(Stored data entries)

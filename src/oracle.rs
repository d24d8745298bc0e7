//! Price-feed client.
//!
//! The puzzle names the feed through a descriptor string. Three forms are
//! understood:
//!
//! - `json(https://host/ticker).price`: JSON body, value at `price`
//! - `https://host/quote.json#data.prices[0]`: same, fragment syntax
//! - `https://host/price.txt`: the body itself is the number
//!
//! A failed fetch never propagates: it becomes [`Quote::Unavailable`], whose
//! numeric value is zero.

use std::sync::LazyLock;
use std::time::Duration;

use async_trait::async_trait;
use regex::Regex;
use serde_json::Value;
use tracing::{debug, warn};

use crate::error::PriceFeedUnavailable;

const REQUEST_TIMEOUT: Duration = Duration::from_secs(10);

static JSON_DESCRIPTOR: LazyLock<Regex> = LazyLock::new(|| {
    Regex::new(r"^json\((?P<url>[^)]+)\)(?:\.(?P<path>.*))?$").expect("descriptor pattern is valid")
});

static PATH_SEGMENT: LazyLock<Regex> = LazyLock::new(|| {
    Regex::new(r"(?P<key>[^.\[\]]+)|\[(?P<index>\d+)\]").expect("path pattern is valid")
});

/// Outcome of a quote request
#[derive(Debug, Clone, Copy, PartialEq, Eq)]
pub enum Quote {
    Live(u64),
    /// The feed could not be read; bids fall back to a zero quote
    Unavailable,
}

impl Quote {
    pub fn value(self) -> u64 {
        match self {
            Quote::Live(value) => value,
            Quote::Unavailable => 0,
        }
    }

    pub fn is_degraded(self) -> bool {
        matches!(self, Quote::Unavailable)
    }
}

#[derive(Debug, Clone, PartialEq, Eq)]
pub enum PathSegment {
    Key(String),
    Index(usize),
}

/// How to turn a response body into a number
#[derive(Debug, Clone, PartialEq, Eq)]
pub enum FeedFormat {
    RawNumber,
    /// Walk the path into the JSON body; an empty path means the body itself
    Json(Vec<PathSegment>),
}

/// Parsed price-feed descriptor
#[derive(Debug, Clone, PartialEq, Eq)]
pub struct PriceFeed {
    pub url: String,
    pub format: FeedFormat,
}

impl PriceFeed {
    pub fn parse(descriptor: &str) -> Result<Self, PriceFeedUnavailable> {
        let trimmed = descriptor.trim().trim_matches(|c: char| c == '\'' || c == '"');

        let (url, format) = if let Some(caps) = JSON_DESCRIPTOR.captures(trimmed) {
            let path = caps.name("path").map_or("", |m| m.as_str());
            let url = caps.name("url").map_or("", |m| m.as_str());
            (url.trim(), FeedFormat::Json(parse_path(path)))
        } else if let Some((url, path)) = trimmed.split_once('#') {
            (url.trim(), FeedFormat::Json(parse_path(path)))
        } else {
            (trimmed, FeedFormat::RawNumber)
        };

        if url.is_empty() {
            return Err(PriceFeedUnavailable::InvalidDescriptor(
                descriptor.to_string(),
            ));
        }

        Ok(Self {
            url: url.to_string(),
            format,
        })
    }

    /// Extract the quote from a response body
    pub fn extract(&self, body: &str) -> Result<u64, PriceFeedUnavailable> {
        match &self.format {
            FeedFormat::RawNumber => parse_number(body),
            FeedFormat::Json(path) => {
                let json: Value = serde_json::from_str(body)?;
                let value = resolve(&json, path)
                    .ok_or_else(|| PriceFeedUnavailable::MissingField(render_path(path)))?;
                number_from_json(value)
            }
        }
    }
}

fn parse_path(path: &str) -> Vec<PathSegment> {
    PATH_SEGMENT
        .captures_iter(path)
        .filter_map(|caps| {
            if let Some(key) = caps.name("key") {
                Some(PathSegment::Key(key.as_str().to_string()))
            } else {
                caps.name("index")
                    .and_then(|index| index.as_str().parse().ok())
                    .map(PathSegment::Index)
            }
        })
        .collect()
}

fn render_path(path: &[PathSegment]) -> String {
    let mut out = String::new();
    for segment in path {
        match segment {
            PathSegment::Key(key) => {
                if !out.is_empty() {
                    out.push('.');
                }
                out.push_str(key);
            }
            PathSegment::Index(index) => out.push_str(&format!("[{index}]")),
        }
    }
    out
}

fn resolve<'a>(root: &'a Value, path: &[PathSegment]) -> Option<&'a Value> {
    path.iter().try_fold(root, |value, segment| match segment {
        PathSegment::Key(key) => value.get(key.as_str()),
        PathSegment::Index(index) => value.get(*index),
    })
}

fn number_from_json(value: &Value) -> Result<u64, PriceFeedUnavailable> {
    match value {
        Value::Number(number) => match number.as_u64() {
            Some(exact) => Ok(exact),
            None => parse_number(&number.to_string()),
        },
        Value::String(text) => parse_number(text),
        other => Err(PriceFeedUnavailable::NotANumber(other.to_string())),
    }
}

/// Parse a decimal quote, truncating any fractional part
fn parse_number(text: &str) -> Result<u64, PriceFeedUnavailable> {
    let cleaned = text.trim().trim_matches('"');
    if let Ok(exact) = cleaned.parse::<u64>() {
        return Ok(exact);
    }
    match cleaned.parse::<f64>() {
        Ok(value) if value.is_finite() && value >= 0.0 => Ok(value.trunc() as u64),
        _ => Err(PriceFeedUnavailable::NotANumber(cleaned.to_string())),
    }
}

/// Source of bid quotes
#[async_trait]
pub trait QuoteSource: Send + Sync {
    async fn fetch_quote(&self, descriptor: &str) -> Quote;
}

/// HTTP price-feed client
pub struct PriceOracle {
    client: reqwest::Client,
}

impl PriceOracle {
    pub fn new() -> Result<Self, PriceFeedUnavailable> {
        let client = reqwest::Client::builder()
            .timeout(REQUEST_TIMEOUT)
            .build()?;
        Ok(Self { client })
    }

    pub async fn try_fetch(&self, descriptor: &str) -> Result<u64, PriceFeedUnavailable> {
        let feed = PriceFeed::parse(descriptor)?;

        let response = self.client.get(&feed.url).send().await?;
        let status = response.status();
        if !status.is_success() {
            return Err(PriceFeedUnavailable::Status(status));
        }

        let body = response.text().await?;
        feed.extract(&body)
    }
}

#[async_trait]
impl QuoteSource for PriceOracle {
    async fn fetch_quote(&self, descriptor: &str) -> Quote {
        match self.try_fetch(descriptor).await {
            Ok(value) => {
                debug!(target: "miner::oracle", descriptor, value, "Quote");
                Quote::Live(value)
            }
            Err(err) => {
                warn!(
                    target: "miner::oracle",
                    descriptor,
                    error = %err,
                    "Price feed unavailable, quoting zero"
                );
                Quote::Unavailable
            }
        }
    }
}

**WHAT YOU HAVE TO DO:** The entries shown above should be duplicated exactly.

**ANSWER BOX:**
filename src/oracle.rs
repository d24d8745298bc0e7
//! Price-feed client.
//!
//! The puzzle names the feed through a descriptor string. Three forms are
//! understood:
//!
//! - `json(https://host/ticker).price`: JSON body, value at `price`
//! - `https://host/quote.json#data.prices[0]`: same, fragment syntax
//! - `https://host/price.txt`: the body itself is the number
//!
//! A failed fetch never propagates: it becomes [`Quote::Unavailable`], whose
//! numeric value is zero.

use std::sync::LazyLock;
use std::time::Duration;

use async_trait::async_trait;
use regex::Regex;
use serde_json::Value;
use tracing::{debug, warn};

use crate::error::PriceFeedUnavailable;

const REQUEST_TIMEOUT: Duration = Duration::from_secs(10);

static JSON_DESCRIPTOR: LazyLock<Regex> = LazyLock::new(|| {
    Regex::new(r"^json\((?P<url>[^)]+)\)(?:\.(?P<path>.*))?$").expect("descriptor pattern is valid")
});

static PATH_SEGMENT: LazyLock<Regex> = LazyLock::new(|| {
    Regex::new(r"(?P<key>[^.\[\]]+)|\[(?P<index>\d+)\]").expect("path pattern is valid")
});

/// Outcome of a quote request
#[derive(Debug, Clone, Copy, PartialEq, Eq)]
pub enum Quote {
    Live(u64),
    /// The feed could not be read; bids fall back to a zero quote
    Unavailable,
}

impl Quote {
    pub fn value(self) -> u64 {
        match self {
            Quote::Live(value) => value,
            Quote::Unavailable => 0,
        }
    }

    pub fn is_degraded(self) -> bool {
        matches!(self, Quote::Unavailable)
    }
}

#[derive(Debug, Clone, PartialEq, Eq)]
pub enum PathSegment {
    Key(String),
    Index(usize),
}

/// How to turn a response body into a number
#[derive(Debug, Clone, PartialEq, Eq)]
pub enum FeedFormat {
    RawNumber,
    /// Walk the path into the JSON body; an empty path means the body itself
    Json(Vec<PathSegment>),
}

/// Parsed price-feed descriptor
#[derive(Debug, Clone, PartialEq, Eq)]
pub struct PriceFeed {
    pub url: String,
    pub format: FeedFormat,
}

impl PriceFeed {
    pub fn parse(descriptor: &str) -> Result<Self, PriceFeedUnavailable> {
        let trimmed = descriptor.trim().trim_matches(|c: char| c == '\'' || c == '"');

        let (url, format) = if let Some(caps) = JSON_DESCRIPTOR.captures(trimmed) {
            let path = caps.name("path").map_or("", |m| m.as_str());
            let url = caps.name("url").map_or("", |m| m.as_str());
            (url.trim(), FeedFormat::Json(parse_path(path)))
        } else if let Some((url, path)) = trimmed.split_once('#') {
            (url.trim(), FeedFormat::Json(parse_path(path)))
        } else {
            (trimmed, FeedFormat::RawNumber)
        };

        if url.is_empty() {
            return Err(PriceFeedUnavailable::InvalidDescriptor(
                descriptor.to_string(),
            ));
        }

        Ok(Self {
            url: url.to_string(),
            format,
        })
    }

    /// Extract the quote from a response body
    pub fn extract(&self, body: &str) -> Result<u64, PriceFeedUnavailable> {
        match &self.format {
            FeedFormat::RawNumber => parse_number(body),
            FeedFormat::Json(path) => {
                let json: Value = serde_json::from_str(body)?;
                let value = resolve(&json, path)
                    .ok_or_else(|| PriceFeedUnavailable::MissingField(render_path(path)))?;
                number_from_json(value)
            }
        }
    }
}

fn parse_path(path: &str) -> Vec<PathSegment> {
    PATH_SEGMENT
        .captures_iter(path)
        .filter_map(|caps| {
            if let Some(key) = caps.name("key") {
                Some(PathSegment::Key(key.as_str().to_string()))
            } else {
                caps.name("index")
                    .and_then(|index| index.as_str().parse().ok())
                    .map(PathSegment::Index)
            }
        })
        .collect()
}

fn render_path(path: &[PathSegment]) -> String {
    let mut out = String::new();
    for segment in path {
        match segment {
            PathSegment::Key(key) => {
                if !out.is_empty() {
                    out.push('.');
                }
                out.push_str(key);
            }
            PathSegment::Index(index) => out.push_str(&format!("[{index}]")),
        }
    }
    out
}

fn resolve<'a>(root: &'a Value, path: &[PathSegment]) -> Option<&'a Value> {
    path.iter().try_fold(root, |value, segment| match segment {
        PathSegment::Key(key) => value.get(key.as_str()),
        PathSegment::Index(index) => value.get(*index),
    })
}

fn number_from_json(value: &Value) -> Result<u64, PriceFeedUnavailable> {
    match value {
        Value::Number(number) => match number.as_u64() {
            Some(exact) => Ok(exact),
            None => parse_number(&number.to_string()),
        },
        Value::String(text) => parse_number(text),
        other => Err(PriceFeedUnavailable::NotANumber(other.to_string())),
    }
}

/// Parse a decimal quote, truncating any fractional part
fn parse_number(text: &str) -> Result<u64, PriceFeedUnavailable> {
    let cleaned = text.trim().trim_matches('"');
    if let Ok(exact) = cleaned.parse::<u64>() {
        return Ok(exact);
    }
    match cleaned.parse::<f64>() {
        Ok(value) if value.is_finite() && value >= 0.0 => Ok(value.trunc() as u64),
        _ => Err(PriceFeedUnavailable::NotANumber(cleaned.to_string())),
    }
}

/// Source of bid quotes
#[async_trait]
pub trait QuoteSource: Send + Sync {
    async fn fetch_quote(&self, descriptor: &str) -> Quote;
}

/// HTTP price-feed client
pub struct PriceOracle {
    client: reqwest::Client,
}

impl PriceOracle {
    pub fn new() -> Result<Self, PriceFeedUnavailable> {
        let client = reqwest::Client::builder()
            .timeout(REQUEST_TIMEOUT)
            .build()?;
        Ok(Self { client })
    }

    pub async fn try_fetch(&self, descriptor: &str) -> Result<u64, PriceFeedUnavailable> {
        let feed = PriceFeed::parse(descriptor)?;

        let response = self.client.get(&feed.url).send().await?;
        let status = response.status();
        if !status.is_success() {
            return Err(PriceFeedUnavailable::Status(status));
        }

        let body = response.text().await?;
        feed.extract(&body)
    }
}

#[async_trait]
impl QuoteSource for PriceOracle {
    async fn fetch_quote(&self, descriptor: &str) -> Quote {
        match self.try_fetch(descriptor).await {
            Ok(value) => {
                debug!(target: "miner::oracle", descriptor, value, "Quote");
                Quote::Live(value)
            }
            Err(err) => {
                warn!(
                    target: "miner::oracle",
                    descriptor,
                    error = %err,
                    "Price feed unavailable, quoting zero"
                );
                Quote::Unavailable
            }
        }
    }
}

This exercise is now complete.